- _What the task asks_: Search the records below for the string "Result" and copy each line where it turns up.

[[ Dataset extract open ]]

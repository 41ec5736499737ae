/// Which debater an utterance belongs to, or whose turn it is to move.
///
/// Pro always opens, so in a strictly alternating transcript the
/// speaker of any utterance is recoverable from its index parity.
#[derive(Debug, Clone, Copy, Eq, Hash, PartialEq, PartialOrd, Ord)]
pub enum Side {
    Pro,
    Con,
}

impl Side {
    /// the opponent
    pub fn flip(&self) -> Self {
        match self {
            Self::Pro => Self::Con,
            Self::Con => Self::Pro,
        }
    }
    /// speaker of the utterance at this transcript index
    pub fn at(index: usize) -> Self {
        if index % 2 == 0 { Self::Pro } else { Self::Con }
    }
    /// speaker prefix used in transcripts
    pub fn tag(&self) -> &'static str {
        match self {
            Self::Pro => "A",
            Self::Con => "B",
        }
    }
    /// stance wording used in prompts
    pub fn stance(&self) -> &'static str {
        match self {
            Self::Pro => "FOR",
            Self::Con => "AGAINST",
        }
    }
}

impl std::fmt::Display for Side {
    fn fmt(&self, f: &mut std::fmt::Formatter<'_>) -> std::fmt::Result {
        match self {
            Self::Pro => write!(f, "pro"),
            Self::Con => write!(f, "con"),
        }
    }
}

impl std::str::FromStr for Side {
    type Err = anyhow::Error;
    fn from_str(s: &str) -> Result<Self, Self::Err> {
        match s.trim().to_lowercase().as_str() {
            "pro" | "a" => Ok(Self::Pro),
            "con" | "b" => Ok(Self::Con),
            other => Err(anyhow::anyhow!("invalid side: {}", other)),
        }
    }
}

impl serde::Serialize for Side {
    fn serialize<S>(&self, serializer: S) -> Result<S::Ok, S::Error>
    where
        S: serde::Serializer,
    {
        serializer.collect_str(self)
    }
}

impl<'de> serde::Deserialize<'de> for Side {
    fn deserialize<D>(deserializer: D) -> Result<Self, D::Error>
    where
        D: serde::Deserializer<'de>,
    {
        String::deserialize(deserializer)?
            .parse()
            .map_err(serde::de::Error::custom)
    }
}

[[ Dataset extract closed ]]

- _Finished exercise_:
    fn fmt(&self, f: &mut std::fmt::Formatter<'_>) -> std::fmt::Result {
    fn from_str(s: &str) -> Result<Self, Self::Err> {
    fn serialize<S>(&self, serializer: S) -> Result<S::Ok, S::Error>
    fn deserialize<D>(deserializer: D) -> Result<Self, D::Error>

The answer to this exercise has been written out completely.